** The records follows **

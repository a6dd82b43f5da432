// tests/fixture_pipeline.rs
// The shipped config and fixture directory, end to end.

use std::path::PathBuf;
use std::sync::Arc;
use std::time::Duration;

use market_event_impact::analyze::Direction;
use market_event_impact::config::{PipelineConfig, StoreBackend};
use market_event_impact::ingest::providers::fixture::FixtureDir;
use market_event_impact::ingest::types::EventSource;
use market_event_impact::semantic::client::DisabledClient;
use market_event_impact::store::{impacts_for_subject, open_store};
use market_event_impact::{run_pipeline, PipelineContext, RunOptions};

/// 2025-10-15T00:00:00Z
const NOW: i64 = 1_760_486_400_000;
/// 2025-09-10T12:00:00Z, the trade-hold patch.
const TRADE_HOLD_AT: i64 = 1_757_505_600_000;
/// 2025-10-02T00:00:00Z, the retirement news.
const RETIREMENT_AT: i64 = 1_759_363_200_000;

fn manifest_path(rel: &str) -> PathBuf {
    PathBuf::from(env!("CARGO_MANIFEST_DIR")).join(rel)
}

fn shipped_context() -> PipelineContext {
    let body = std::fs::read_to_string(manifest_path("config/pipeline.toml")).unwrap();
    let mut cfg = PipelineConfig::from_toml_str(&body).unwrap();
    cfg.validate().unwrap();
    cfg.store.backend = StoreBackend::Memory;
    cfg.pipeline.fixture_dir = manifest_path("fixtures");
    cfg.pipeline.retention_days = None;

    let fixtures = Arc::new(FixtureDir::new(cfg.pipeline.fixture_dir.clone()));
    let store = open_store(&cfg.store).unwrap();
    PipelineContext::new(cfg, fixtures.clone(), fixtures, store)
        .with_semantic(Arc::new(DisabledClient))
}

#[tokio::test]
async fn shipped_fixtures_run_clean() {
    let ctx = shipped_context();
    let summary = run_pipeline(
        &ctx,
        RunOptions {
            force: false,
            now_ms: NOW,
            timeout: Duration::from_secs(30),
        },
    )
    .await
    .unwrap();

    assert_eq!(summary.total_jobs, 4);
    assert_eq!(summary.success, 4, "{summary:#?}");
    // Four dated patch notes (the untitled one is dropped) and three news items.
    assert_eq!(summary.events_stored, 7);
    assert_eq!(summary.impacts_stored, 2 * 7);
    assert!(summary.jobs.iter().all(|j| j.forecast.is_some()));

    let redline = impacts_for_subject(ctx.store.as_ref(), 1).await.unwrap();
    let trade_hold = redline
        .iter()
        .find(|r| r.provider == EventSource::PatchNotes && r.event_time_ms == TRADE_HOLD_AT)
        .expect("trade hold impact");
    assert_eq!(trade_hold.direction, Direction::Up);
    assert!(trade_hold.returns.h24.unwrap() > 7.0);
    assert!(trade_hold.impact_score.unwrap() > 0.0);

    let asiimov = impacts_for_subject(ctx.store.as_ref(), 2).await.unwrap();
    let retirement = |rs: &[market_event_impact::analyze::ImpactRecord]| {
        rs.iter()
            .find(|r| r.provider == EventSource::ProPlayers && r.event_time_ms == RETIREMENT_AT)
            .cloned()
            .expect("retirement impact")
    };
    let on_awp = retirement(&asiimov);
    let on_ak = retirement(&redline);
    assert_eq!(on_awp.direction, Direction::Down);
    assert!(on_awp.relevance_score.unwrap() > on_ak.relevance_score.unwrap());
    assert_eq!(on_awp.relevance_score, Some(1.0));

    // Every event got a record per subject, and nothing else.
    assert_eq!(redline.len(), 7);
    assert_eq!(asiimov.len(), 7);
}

** End of The records **

What this exercise asks for is an exact copy of all the records.

repository a6dd82b43f5da432
// tests/fixture_pipeline.rs
// The shipped config and fixture directory, end to end.

use std::path::PathBuf;
use std::sync::Arc;
use std::time::Duration;

use market_event_impact::analyze::Direction;
use market_event_impact::config::{PipelineConfig, StoreBackend};
use market_event_impact::ingest::providers::fixture::FixtureDir;
use market_event_impact::ingest::types::EventSource;
use market_event_impact::semantic::client::DisabledClient;
use market_event_impact::store::{impacts_for_subject, open_store};
use market_event_impact::{run_pipeline, PipelineContext, RunOptions};

/// 2025-10-15T00:00:00Z
const NOW: i64 = 1_760_486_400_000;
/// 2025-09-10T12:00:00Z, the trade-hold patch.
const TRADE_HOLD_AT: i64 = 1_757_505_600_000;
/// 2025-10-02T00:00:00Z, the retirement news.
const RETIREMENT_AT: i64 = 1_759_363_200_000;

fn manifest_path(rel: &str) -> PathBuf {
    PathBuf::from(env!("CARGO_MANIFEST_DIR")).join(rel)
}

fn shipped_context() -> PipelineContext {
    let body = std::fs::read_to_string(manifest_path("config/pipeline.toml")).unwrap();
    let mut cfg = PipelineConfig::from_toml_str(&body).unwrap();
    cfg.validate().unwrap();
    cfg.store.backend = StoreBackend::Memory;
    cfg.pipeline.fixture_dir = manifest_path("fixtures");
    cfg.pipeline.retention_days = None;

    let fixtures = Arc::new(FixtureDir::new(cfg.pipeline.fixture_dir.clone()));
    let store = open_store(&cfg.store).unwrap();
    PipelineContext::new(cfg, fixtures.clone(), fixtures, store)
        .with_semantic(Arc::new(DisabledClient))
}

#[tokio::test]
async fn shipped_fixtures_run_clean() {
    let ctx = shipped_context();
    let summary = run_pipeline(
        &ctx,
        RunOptions {
            force: false,
            now_ms: NOW,
            timeout: Duration::from_secs(30),
        },
    )
    .await
    .unwrap();

    assert_eq!(summary.total_jobs, 4);
    assert_eq!(summary.success, 4, "{summary:#?}");
    // Four dated patch notes (the untitled one is dropped) and three news items.
    assert_eq!(summary.events_stored, 7);
    assert_eq!(summary.impacts_stored, 2 * 7);
    assert!(summary.jobs.iter().all(|j| j.forecast.is_some()));

    let redline = impacts_for_subject(ctx.store.as_ref(), 1).await.unwrap();
    let trade_hold = redline
        .iter()
        .find(|r| r.provider == EventSource::PatchNotes && r.event_time_ms == TRADE_HOLD_AT)
        .expect("trade hold impact");
    assert_eq!(trade_hold.direction, Direction::Up);
    assert!(trade_hold.returns.h24.unwrap() > 7.0);
    assert!(trade_hold.impact_score.unwrap() > 0.0);

    let asiimov = impacts_for_subject(ctx.store.as_ref(), 2).await.unwrap();
    let retirement = |rs: &[market_event_impact::analyze::ImpactRecord]| {
        rs.iter()
            .find(|r| r.provider == EventSource::ProPlayers && r.event_time_ms == RETIREMENT_AT)
            .cloned()
            .expect("retirement impact")
    };
    let on_awp = retirement(&asiimov);
    let on_ak = retirement(&redline);
    assert_eq!(on_awp.direction, Direction::Down);
    assert!(on_awp.relevance_score.unwrap() > on_ak.relevance_score.unwrap());
    assert_eq!(on_awp.relevance_score, Some(1.0));

    // Every event got a record per subject, and nothing else.
    assert_eq!(redline.len(), 7);
    assert_eq!(asiimov.len(), 7);
}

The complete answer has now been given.